Today, however, it seems as though we are less wonderful. The worst aspect of our crisis is that our agenda remains largely discarded by us. Simply, we don’t act as though we care about ourselves. Mull over the fact that a few weeks ago, when we were being targeted by enemy ballistics, our convergent media rang with calls to arm and with words of bravery.

 

Words are cheap. Cheap products get quickly thrust aside. Our news now is of the Jewish child gunned down in Connecticut and of the forthcoming national elections in Israel. Somehow, very quickly, we have managed to drop the imperative topic of our continued existence. It’s up to us to care.

 

Caryn Lipson suggests in “This is My Territory,” posted on In A Good Place Thoughts about Life in the Holy Land, that whereas “[w]hen one talks about being American, Canadian, Israeli, British, Ethiopian, Russian, etc., it’s very often a cultural identification, rather than a geographic one,” when one talks about being Israeli, it is both a cultural and a geographic naming. We are Jewish. Israel is our Jewish Home.

 

We are more than grievously negligent when we forget the significance of keeping the issue of self-preservation first and foremost in our hearts, in our mind, and in our media. It is up to us to deal with our ethnic relatives’ aggressions. We must stand up to their assaults. We must not minimalize any act of hostility that we discover whether those acts are comprised of words or of blood.

 

As expressed in “Israel: the Holy Land,” on Chabad.org, “[f]or a Jew, the Land of Israel is more than a place. It is a body for the soul of a people. As Yom Kippur is to the Jewish year, so Israel is to the Jewish space: a place to find where you began, where you belong and what you truly are. A Jew does not travel to Israel, but returns there.” A Jew making aliyah does not merely buy an apartment in Tel Aviv or does not merely enroll in a school in Beer Sheva, but subsumes Jewish history. This insight is truth, not choice.

 

We must not only integrate an awareness of the nature of the Jewish Nation and of Eretz Yisrael, the Land of the Jews, into our personal and collective selves, but we must, as well, continue to defy global pressure to stop developing our self-love.

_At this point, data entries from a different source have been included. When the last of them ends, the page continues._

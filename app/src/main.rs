use std::path::PathBuf;
use std::sync::Arc;
use std::time::Duration;

use clap::Parser;
use proxy_core::drain;
use proxy_core::error::ProxyError;
use proxy_core::metrics::Metrics;
use proxy_core::signal::Shutdown;
use proxy_core::telemetry::{self, LogFormat};
use proxy_engine::facade::{DefaultDelegate, RequestContextFacade};
use proxy_engine::frontend;
use proxy_session::altsvc::AltServiceRegistry;
use proxy_session::dialer::Dialer;
use proxy_session::pool::SessionPool;
use proxy_session::race::RaceController;
use proxy_transport::dns::CachedResolver;
use proxy_transport::stream::Socket;
use tokio::io::BufReader;
use tokio::net::{TcpListener, TcpStream};
use tracing::{debug, info, warn};

mod config;

const DRAIN_DEADLINE: Duration = Duration::from_secs(30);

#[derive(Parser, Debug)]
#[command(about = "A forward proxy engine", long_about = None)]
#[command(disable_version_flag = true)]
struct Args {
	/// Use config from an inline string.
	#[arg(short, long, value_name = "config")]
	config: Option<String>,

	/// Use config from a file.
	#[arg(short, long, value_name = "file")]
	file: Option<PathBuf>,

	/// Parse and validate the configuration, then exit.
	#[arg(long)]
	validate_only: bool,

	/// Print the version and exit.
	#[arg(short = 'V', long = "version")]
	version: bool,
}

fn main() -> std::process::ExitCode {
	let args = Args::parse();

	if args.version {
		println!("proxyd {}", env!("CARGO_PKG_VERSION"));
		return std::process::ExitCode::SUCCESS;
	}

	let runtime = match tokio::runtime::Builder::new_multi_thread().enable_all().build() {
		Ok(rt) => rt,
		Err(e) => {
			eprintln!("failed to start the async runtime: {e}");
			return std::process::ExitCode::from(1);
		},
	};
	runtime.block_on(run(args))
}

async fn run(args: Args) -> std::process::ExitCode {
	let cfg = match load_config(&args).await {
		Ok(cfg) => cfg,
		Err(e) => {
			eprintln!("configuration error: {e}");
			return std::process::ExitCode::from(1);
		},
	};

	let log_format: LogFormat = cfg.log_format.parse().unwrap_or_default();
	telemetry::setup_logging(log_format);

	if args.validate_only {
		println!("configuration is valid");
		return std::process::ExitCode::SUCCESS;
	}

	info!(listen = %cfg.listen_addr, "starting");

	let resolver = match CachedResolver::system() {
		Ok(r) => Arc::new(r),
		Err(e) => {
			eprintln!("failed to initialize the resolver: {e}");
			return std::process::ExitCode::from(3);
		},
	};

	let metrics = Arc::new(Metrics::new());

	let pool = SessionPool::with_metrics(metrics.clone());
	let quic_host_allowlist = Arc::new(cfg.quic_host_allowlist.clone());
	let dialer = match Dialer::with_quic_config(pool, resolver, cfg.enable_quic, quic_host_allowlist.clone()) {
		Ok(d) => Arc::new(d),
		Err(e) => {
			eprintln!("failed to initialize the upstream dialer: {e}");
			return std::process::ExitCode::from(1);
		},
	};
	let altsvc = AltServiceRegistry::new();
	let race_config = proxy_session::race::RaceConfig {
		enable_quic: cfg.enable_quic,
		mark_broken_when_network_blackholes: cfg.mark_broken_when_network_blackholes,
		retry_without_alt_svc_on_quic_errors: cfg.retry_without_alt_svc_on_quic_errors,
		quic_host_allowlist,
	};
	let race = Arc::new(RaceController::with_metrics(dialer, altsvc.clone(), cfg.require_confirmation, race_config, metrics.clone()));
	let facade = RequestContextFacade::with_metrics(race, altsvc, metrics);

	let listener = match TcpListener::bind(cfg.listen_addr).await {
		Ok(l) => l,
		Err(e) => {
			eprintln!("failed to bind {}: {e}", cfg.listen_addr);
			return std::process::ExitCode::from(2);
		},
	};

	let shutdown = Shutdown::new();
	let (drain_trigger, drain_watcher) = drain::new();

	let accept = async move |watch: drain::DrainWatcher| {
		let wait = watch.clone().wait_for_drain();
		tokio::pin!(wait);
		loop {
			tokio::select! {
				accepted = listener.accept() => {
					match accepted {
						Ok((stream, peer)) => spawn_connection(stream, peer, facade.clone(), watch.clone()),
						Err(e) => warn!(error = %e, "accept failed"),
					}
				}
				_ = &mut wait => {
					info!("accept loop draining");
					return;
				}
			}
		}
	};

	tokio::select! {
		() = drain::run_with_drain("accept-loop".to_string(), drain_watcher, DRAIN_DEADLINE, accept) => {},
		() = shutdown.wait() => {
			drain_trigger.start_drain_and_wait(drain::DrainMode::Graceful).await;
		}
	}

	std::process::ExitCode::SUCCESS
}

fn spawn_connection(stream: TcpStream, peer: std::net::SocketAddr, facade: RequestContextFacade, watch: drain::DrainWatcher) {
	tokio::spawn(async move {
		// Held for the lifetime of the connection so a graceful drain waits
		// for it to finish instead of severing it mid-flight.
		let _watch = watch;
		debug!(%peer, "accepted connection");
		if let Err(e) = serve(stream, facade).await {
			warn!(%peer, error = %e, "connection setup failed");
		}
	});
}

/// Reads the CONNECT handshake off `stream` with a one-byte internal buffer
/// so nothing the client sends past the blank line is consumed by the
/// parser's own buffering — those bytes must reach the Byte-Pump's early
/// pull untouched.
async fn serve(stream: TcpStream, facade: RequestContextFacade) -> anyhow::Result<()> {
	let mut reader = BufReader::with_capacity(1, stream);
	let request = frontend::read_connect_request(&mut reader).await?;

	let delegate = Arc::new(DefaultDelegate);
	let server = match facade.dial(request.target.clone(), &delegate).await {
		Ok(server) => server,
		Err(ProxyError::ProxyAuthRequired) => {
			frontend::write_proxy_auth_required(&mut reader, "proxyd").await?;
			return Ok(());
		},
		Err(e) => {
			warn!(target = %request.target, error = %e, "upstream dial failed");
			frontend::write_connect_failed(&mut reader, 502, "Bad Gateway").await?;
			return Ok(());
		},
	};

	// Only now that the upstream is actually reachable does the client get
	// told the tunnel is open.
	frontend::write_connect_ok(&mut reader).await?;
	let stream = reader.into_inner();
	let client = Socket::from_tcp(stream)?;

	if let Err(e) = facade.run(client, server, delegate).await {
		warn!(target = %request.target, error = %e, "forward connection ended with an error");
	}
	Ok(())
}

async fn load_config(args: &Args) -> anyhow::Result<config::Config> {
	match (&args.config, &args.file) {
		(Some(_), Some(_)) => anyhow::bail!("only one of --config or --file may be given"),
		(Some(inline), None) => config::parse_config(inline),
		(None, Some(path)) => config::load_from_file(path).await,
		(None, None) => Ok(config::Config::default()),
	}
}
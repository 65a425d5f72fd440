pub mod drain;
pub mod error;
pub mod metrics;
pub mod prelude;
pub mod readiness;
pub mod signal;
pub mod strng;
pub mod telemetry;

That is, we must build up our roads, our schools, and our villages. We must demand of ourselves that we defend our land. We must insist on the safety of all of our dear ones (A parsimonious take on this matter is given in the new, entirely wonderful, animated YouTube Video, “Terror in the Schools,” http://www.youtube.com/watch?v=Cbdnu_R9G40, which was produced by the group Scratch, “in response to the ongoing Israeli-Palestinian conflict).

 

To be Jewish is to protect our Jewish Homeland. To be Jewish is to back Jews. “Eliora” writes in “A Gap-Year Student: I Took Peace for Granted,” posted on Stop the Rockets: Social Task Force for Israel, that she never imagined she would be in jeopardy. Yet, she was. Yet, we are. As long as we are more afraid of what other nations and persons think of us, and as long as we are guilty of focusing on keeping up, socially, economically, or otherwise, with the real or imagined people in our lives, specifically, as long as we fail to make Israel the most important of our concerns, we are in danger.

 

The continuity of Judaism requires us to secure ourselves now, completely. Our cousins are brutal to us. The rest of the world, at best, is apathetic about our cause. We must manifest sufficient focus on our survival, in partnership with The Boss, to buttress ourselves. Now. Immediately. Forever.